'''

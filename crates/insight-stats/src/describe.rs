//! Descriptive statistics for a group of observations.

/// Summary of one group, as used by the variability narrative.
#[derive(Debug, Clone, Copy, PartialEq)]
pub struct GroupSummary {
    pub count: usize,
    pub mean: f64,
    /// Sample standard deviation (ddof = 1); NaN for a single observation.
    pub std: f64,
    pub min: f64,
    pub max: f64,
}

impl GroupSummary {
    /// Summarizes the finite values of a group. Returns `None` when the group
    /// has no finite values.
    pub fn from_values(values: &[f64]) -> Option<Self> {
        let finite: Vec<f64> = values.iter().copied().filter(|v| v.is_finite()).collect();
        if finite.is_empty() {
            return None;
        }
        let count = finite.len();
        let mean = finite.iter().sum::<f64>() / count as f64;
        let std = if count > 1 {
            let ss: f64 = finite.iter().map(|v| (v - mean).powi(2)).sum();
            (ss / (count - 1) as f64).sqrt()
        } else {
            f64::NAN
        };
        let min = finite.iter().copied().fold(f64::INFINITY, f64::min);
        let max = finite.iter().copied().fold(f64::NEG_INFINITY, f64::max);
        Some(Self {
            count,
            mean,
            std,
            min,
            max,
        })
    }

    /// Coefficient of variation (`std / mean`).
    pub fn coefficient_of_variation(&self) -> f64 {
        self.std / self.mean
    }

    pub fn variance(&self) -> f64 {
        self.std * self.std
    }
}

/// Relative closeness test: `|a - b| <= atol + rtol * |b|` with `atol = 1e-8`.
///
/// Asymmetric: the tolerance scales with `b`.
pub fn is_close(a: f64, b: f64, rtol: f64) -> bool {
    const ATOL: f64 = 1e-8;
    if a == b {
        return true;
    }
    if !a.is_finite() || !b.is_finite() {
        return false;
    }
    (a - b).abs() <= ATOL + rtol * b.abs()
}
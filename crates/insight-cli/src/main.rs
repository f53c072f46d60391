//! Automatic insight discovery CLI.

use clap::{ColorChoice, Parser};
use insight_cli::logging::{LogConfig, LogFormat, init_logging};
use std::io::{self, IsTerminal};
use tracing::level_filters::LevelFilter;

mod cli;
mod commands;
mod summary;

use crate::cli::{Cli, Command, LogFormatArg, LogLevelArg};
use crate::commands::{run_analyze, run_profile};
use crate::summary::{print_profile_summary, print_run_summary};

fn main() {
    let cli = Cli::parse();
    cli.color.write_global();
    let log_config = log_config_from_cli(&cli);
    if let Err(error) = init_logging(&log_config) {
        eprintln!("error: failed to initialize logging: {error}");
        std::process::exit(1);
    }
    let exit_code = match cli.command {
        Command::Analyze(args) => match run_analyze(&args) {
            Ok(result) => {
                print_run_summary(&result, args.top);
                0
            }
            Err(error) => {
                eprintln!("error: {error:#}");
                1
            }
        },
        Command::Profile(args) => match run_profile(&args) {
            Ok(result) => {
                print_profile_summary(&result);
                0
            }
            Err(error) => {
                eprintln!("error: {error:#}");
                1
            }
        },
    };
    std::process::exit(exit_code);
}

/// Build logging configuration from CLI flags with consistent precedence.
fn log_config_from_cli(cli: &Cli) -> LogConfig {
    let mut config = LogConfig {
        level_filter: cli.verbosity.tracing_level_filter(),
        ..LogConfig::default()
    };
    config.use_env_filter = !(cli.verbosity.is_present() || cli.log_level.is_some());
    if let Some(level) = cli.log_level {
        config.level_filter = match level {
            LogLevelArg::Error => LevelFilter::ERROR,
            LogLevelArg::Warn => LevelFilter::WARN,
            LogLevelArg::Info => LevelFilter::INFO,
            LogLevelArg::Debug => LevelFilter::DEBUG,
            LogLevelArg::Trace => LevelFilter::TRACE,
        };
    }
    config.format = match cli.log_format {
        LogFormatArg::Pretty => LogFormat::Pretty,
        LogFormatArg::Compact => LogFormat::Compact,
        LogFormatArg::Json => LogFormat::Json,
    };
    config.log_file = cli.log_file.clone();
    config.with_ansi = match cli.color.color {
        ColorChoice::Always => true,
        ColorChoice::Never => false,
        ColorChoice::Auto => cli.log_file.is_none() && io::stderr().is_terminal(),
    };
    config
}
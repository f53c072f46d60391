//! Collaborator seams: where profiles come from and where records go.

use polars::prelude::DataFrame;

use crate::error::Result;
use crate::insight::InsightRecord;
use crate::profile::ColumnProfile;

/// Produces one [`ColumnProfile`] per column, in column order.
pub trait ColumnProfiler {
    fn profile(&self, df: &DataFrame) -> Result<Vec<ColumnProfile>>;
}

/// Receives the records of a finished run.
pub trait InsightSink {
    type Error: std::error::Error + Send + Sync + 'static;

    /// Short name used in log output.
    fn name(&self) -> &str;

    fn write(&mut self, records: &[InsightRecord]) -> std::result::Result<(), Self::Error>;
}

'''
'''

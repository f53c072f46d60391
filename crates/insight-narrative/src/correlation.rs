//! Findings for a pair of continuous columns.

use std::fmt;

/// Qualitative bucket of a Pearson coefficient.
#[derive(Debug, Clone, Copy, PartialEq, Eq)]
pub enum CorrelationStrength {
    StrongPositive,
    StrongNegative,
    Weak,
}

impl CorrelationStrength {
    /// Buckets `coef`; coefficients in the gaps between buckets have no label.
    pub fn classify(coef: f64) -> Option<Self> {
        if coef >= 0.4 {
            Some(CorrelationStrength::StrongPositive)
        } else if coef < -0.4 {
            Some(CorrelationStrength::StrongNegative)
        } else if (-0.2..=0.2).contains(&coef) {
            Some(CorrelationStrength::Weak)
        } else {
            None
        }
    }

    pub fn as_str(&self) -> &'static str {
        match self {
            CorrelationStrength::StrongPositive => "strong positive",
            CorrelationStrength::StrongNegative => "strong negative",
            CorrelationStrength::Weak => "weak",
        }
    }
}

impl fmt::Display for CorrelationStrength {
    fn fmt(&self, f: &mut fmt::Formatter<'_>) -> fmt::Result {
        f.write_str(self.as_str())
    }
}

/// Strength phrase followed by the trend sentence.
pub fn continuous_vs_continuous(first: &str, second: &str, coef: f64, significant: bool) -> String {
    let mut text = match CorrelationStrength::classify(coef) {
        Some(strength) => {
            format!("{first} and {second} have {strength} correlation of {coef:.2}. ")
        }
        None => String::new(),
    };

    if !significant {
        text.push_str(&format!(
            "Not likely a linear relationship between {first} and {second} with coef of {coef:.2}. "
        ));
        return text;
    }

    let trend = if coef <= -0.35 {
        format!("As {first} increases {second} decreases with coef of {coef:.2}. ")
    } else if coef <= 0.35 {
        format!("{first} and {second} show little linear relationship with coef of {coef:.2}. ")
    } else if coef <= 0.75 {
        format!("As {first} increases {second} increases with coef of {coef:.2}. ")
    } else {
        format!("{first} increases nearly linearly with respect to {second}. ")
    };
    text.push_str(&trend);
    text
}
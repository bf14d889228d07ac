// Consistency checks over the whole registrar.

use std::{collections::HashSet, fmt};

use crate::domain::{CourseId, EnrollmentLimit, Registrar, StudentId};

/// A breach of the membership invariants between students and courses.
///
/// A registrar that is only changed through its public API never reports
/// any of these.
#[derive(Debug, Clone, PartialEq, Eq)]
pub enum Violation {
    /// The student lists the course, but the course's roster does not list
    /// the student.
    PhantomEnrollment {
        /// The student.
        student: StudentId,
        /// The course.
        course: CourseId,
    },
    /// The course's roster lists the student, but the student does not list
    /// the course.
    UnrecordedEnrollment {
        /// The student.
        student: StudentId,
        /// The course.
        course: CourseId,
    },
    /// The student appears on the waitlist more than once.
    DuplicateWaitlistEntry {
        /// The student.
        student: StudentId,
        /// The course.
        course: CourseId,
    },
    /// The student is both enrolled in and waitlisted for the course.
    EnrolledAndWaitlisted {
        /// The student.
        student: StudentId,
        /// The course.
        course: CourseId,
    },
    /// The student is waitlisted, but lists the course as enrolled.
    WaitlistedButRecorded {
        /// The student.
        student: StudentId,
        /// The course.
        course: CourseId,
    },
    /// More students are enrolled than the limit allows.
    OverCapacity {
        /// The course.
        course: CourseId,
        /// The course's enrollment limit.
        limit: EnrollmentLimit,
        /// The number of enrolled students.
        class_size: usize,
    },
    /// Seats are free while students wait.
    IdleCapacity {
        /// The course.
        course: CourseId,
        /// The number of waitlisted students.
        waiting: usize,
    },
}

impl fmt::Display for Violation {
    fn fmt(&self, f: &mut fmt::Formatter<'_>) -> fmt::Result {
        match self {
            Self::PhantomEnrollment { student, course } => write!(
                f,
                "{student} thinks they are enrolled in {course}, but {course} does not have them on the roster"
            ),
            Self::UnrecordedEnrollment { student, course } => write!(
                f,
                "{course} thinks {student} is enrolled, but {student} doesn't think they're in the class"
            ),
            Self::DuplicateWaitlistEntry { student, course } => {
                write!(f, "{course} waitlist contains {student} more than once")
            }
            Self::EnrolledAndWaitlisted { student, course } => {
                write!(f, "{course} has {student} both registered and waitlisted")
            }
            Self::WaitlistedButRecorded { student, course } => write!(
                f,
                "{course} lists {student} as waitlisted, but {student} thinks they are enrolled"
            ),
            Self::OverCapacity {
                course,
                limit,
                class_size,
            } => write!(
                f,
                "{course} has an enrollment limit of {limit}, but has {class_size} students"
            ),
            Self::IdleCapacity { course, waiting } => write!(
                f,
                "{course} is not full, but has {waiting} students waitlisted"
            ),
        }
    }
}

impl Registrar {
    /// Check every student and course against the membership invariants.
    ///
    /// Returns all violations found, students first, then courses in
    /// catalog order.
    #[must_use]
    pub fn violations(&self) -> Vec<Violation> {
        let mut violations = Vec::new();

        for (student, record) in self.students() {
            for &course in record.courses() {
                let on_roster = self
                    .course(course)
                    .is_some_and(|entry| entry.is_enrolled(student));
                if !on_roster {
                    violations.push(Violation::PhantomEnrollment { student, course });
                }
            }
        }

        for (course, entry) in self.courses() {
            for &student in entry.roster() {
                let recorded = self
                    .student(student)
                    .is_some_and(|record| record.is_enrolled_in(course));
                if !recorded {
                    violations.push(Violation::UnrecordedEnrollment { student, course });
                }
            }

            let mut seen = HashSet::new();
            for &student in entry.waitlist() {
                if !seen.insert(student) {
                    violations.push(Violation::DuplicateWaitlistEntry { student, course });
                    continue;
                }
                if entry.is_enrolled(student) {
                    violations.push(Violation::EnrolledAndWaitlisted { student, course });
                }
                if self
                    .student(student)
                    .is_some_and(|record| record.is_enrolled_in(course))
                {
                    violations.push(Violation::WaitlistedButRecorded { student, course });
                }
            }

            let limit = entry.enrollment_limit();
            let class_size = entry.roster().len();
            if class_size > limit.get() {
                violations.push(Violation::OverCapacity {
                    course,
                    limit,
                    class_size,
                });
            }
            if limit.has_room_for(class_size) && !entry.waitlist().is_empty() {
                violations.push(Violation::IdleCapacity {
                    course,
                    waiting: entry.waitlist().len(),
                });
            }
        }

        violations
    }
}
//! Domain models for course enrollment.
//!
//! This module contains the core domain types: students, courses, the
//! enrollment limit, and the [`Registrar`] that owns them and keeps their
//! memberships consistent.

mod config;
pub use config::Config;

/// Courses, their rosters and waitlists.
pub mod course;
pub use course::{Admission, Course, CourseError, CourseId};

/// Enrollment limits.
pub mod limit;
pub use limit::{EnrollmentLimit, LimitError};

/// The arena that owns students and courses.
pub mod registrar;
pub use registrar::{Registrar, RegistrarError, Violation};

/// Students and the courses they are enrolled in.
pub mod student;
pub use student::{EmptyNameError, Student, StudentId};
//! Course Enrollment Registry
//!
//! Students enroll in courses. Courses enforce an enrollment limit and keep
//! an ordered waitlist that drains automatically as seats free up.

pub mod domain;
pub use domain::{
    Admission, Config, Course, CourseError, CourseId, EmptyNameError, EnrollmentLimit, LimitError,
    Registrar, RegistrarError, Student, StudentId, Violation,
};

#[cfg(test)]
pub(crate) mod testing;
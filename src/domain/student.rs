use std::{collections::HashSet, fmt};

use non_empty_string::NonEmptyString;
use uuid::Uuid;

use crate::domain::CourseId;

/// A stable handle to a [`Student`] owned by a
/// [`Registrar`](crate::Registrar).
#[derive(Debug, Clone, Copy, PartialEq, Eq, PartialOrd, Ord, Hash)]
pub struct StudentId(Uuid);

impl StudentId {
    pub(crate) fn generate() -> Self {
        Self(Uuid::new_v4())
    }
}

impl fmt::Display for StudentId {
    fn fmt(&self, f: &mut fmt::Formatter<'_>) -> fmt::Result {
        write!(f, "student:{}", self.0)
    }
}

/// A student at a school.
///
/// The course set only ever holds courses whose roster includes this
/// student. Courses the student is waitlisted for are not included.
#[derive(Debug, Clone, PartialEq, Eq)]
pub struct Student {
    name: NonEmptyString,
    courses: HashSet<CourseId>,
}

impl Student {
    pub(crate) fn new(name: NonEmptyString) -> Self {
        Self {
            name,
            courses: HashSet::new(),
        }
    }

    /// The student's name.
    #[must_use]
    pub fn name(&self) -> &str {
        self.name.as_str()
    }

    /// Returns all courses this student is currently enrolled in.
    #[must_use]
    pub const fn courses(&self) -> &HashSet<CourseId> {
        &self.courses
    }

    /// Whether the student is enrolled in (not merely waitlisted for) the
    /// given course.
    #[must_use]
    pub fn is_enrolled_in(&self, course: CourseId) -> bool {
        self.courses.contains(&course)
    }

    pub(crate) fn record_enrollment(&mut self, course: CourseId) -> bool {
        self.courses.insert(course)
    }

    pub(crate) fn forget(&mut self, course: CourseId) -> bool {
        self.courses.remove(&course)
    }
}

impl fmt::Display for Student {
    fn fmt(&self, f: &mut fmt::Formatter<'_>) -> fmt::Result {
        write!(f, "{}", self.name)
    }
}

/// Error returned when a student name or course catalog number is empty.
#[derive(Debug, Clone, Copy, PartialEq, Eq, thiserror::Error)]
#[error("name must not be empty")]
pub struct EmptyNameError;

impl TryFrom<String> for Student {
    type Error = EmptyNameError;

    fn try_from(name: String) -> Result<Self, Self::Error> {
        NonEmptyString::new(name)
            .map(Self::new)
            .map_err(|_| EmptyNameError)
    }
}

'''
'''

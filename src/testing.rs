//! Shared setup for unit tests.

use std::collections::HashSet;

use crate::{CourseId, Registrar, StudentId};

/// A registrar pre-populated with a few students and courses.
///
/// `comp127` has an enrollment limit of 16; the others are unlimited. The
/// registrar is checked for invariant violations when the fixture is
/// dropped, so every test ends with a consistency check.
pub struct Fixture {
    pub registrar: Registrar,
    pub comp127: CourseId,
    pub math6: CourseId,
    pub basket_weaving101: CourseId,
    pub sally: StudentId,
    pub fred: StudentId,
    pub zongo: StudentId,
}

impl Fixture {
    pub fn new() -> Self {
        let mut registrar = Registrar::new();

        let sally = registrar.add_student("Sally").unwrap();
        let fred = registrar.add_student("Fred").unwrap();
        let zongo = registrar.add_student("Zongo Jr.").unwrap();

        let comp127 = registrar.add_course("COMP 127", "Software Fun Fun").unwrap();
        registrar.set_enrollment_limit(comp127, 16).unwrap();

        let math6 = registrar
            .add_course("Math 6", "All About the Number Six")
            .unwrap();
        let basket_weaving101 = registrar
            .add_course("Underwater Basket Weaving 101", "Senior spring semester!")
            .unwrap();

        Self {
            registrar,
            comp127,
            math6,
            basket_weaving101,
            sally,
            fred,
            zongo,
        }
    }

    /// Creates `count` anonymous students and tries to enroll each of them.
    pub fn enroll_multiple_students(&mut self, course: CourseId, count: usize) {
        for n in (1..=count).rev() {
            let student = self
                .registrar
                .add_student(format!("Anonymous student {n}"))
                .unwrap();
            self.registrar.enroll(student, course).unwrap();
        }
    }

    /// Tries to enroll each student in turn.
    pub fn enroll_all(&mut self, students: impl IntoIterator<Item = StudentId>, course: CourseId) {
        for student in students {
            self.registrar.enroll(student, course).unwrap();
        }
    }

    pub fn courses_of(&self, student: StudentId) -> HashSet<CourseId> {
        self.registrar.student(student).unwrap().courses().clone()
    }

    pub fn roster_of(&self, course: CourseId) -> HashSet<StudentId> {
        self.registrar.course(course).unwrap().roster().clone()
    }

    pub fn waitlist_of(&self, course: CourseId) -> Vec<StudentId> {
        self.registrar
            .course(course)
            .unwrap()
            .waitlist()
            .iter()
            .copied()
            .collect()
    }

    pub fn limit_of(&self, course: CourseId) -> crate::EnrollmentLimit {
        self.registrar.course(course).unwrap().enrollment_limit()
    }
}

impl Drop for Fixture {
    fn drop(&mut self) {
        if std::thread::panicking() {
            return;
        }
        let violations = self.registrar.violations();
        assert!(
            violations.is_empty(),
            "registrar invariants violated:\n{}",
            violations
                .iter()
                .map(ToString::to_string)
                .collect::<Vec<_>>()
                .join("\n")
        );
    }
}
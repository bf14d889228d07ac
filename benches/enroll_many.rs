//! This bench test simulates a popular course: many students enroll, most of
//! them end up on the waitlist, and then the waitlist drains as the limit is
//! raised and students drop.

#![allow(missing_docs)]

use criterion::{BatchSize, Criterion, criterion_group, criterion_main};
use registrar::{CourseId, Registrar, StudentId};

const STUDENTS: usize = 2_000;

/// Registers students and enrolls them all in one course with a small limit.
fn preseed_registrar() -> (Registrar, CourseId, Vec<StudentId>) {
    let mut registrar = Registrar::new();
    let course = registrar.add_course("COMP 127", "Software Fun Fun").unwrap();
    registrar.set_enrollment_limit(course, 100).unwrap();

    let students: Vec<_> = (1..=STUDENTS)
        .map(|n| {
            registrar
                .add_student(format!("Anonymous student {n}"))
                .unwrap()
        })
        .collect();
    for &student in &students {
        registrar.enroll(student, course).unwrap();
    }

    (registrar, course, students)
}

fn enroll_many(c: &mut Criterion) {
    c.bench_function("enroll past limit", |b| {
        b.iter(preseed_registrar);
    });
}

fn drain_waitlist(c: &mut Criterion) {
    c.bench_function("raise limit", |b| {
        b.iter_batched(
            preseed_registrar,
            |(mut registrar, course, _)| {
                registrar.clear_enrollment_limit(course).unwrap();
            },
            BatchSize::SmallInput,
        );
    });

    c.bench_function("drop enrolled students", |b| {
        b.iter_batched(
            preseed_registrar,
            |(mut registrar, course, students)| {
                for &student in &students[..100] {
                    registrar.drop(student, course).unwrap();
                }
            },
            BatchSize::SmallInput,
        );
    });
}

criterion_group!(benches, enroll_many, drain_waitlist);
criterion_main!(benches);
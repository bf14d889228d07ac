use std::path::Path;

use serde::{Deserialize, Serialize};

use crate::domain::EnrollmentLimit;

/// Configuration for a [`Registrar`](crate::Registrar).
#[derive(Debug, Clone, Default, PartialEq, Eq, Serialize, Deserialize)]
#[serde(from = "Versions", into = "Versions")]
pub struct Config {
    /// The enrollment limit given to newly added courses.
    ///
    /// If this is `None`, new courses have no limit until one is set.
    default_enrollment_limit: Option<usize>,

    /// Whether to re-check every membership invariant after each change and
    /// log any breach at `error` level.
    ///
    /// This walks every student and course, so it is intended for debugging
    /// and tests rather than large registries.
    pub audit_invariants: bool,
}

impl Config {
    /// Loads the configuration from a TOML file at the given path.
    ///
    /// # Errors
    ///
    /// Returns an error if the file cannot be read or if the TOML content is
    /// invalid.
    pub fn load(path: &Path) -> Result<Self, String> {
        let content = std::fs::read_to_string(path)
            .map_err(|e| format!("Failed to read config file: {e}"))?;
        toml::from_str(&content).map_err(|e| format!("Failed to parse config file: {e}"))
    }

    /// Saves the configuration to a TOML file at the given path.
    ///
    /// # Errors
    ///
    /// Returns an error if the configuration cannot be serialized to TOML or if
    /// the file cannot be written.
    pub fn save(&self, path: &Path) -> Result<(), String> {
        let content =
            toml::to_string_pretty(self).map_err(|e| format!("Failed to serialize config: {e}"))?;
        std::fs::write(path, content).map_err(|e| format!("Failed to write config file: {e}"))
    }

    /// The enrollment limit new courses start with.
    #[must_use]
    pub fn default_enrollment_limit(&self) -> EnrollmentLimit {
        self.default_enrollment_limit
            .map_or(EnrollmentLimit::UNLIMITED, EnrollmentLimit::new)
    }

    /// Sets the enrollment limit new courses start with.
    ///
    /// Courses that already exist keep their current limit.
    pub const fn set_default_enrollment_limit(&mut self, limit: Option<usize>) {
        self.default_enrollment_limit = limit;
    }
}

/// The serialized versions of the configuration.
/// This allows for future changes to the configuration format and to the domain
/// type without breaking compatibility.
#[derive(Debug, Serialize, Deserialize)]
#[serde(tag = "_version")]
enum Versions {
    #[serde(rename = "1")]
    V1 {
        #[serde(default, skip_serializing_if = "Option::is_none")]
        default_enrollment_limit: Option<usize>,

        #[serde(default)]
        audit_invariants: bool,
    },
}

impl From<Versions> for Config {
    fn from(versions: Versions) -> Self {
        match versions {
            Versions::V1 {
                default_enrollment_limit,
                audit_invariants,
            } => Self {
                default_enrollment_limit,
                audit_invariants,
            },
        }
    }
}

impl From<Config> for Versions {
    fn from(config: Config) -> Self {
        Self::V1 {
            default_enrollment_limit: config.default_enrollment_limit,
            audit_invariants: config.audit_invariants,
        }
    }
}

'''

#### [WHAT THE TASK REQUIRES]
In the listing above, find the line with "pub fn new()" and the line with "let math6 = registrar", then reproduce both and every line between them exactly.

#### [ANSWER FOR THIS EXERCISE]
    pub fn new() -> Self {
        let mut registrar = Registrar::new();

        let sally = registrar.add_student("Sally").unwrap();
        let fred = registrar.add_student("Fred").unwrap();
        let zongo = registrar.add_student("Zongo Jr.").unwrap();

        let comp127 = registrar.add_course("COMP 127", "Software Fun Fun").unwrap();
        registrar.set_enrollment_limit(comp127, 16).unwrap();

        let math6 = registrar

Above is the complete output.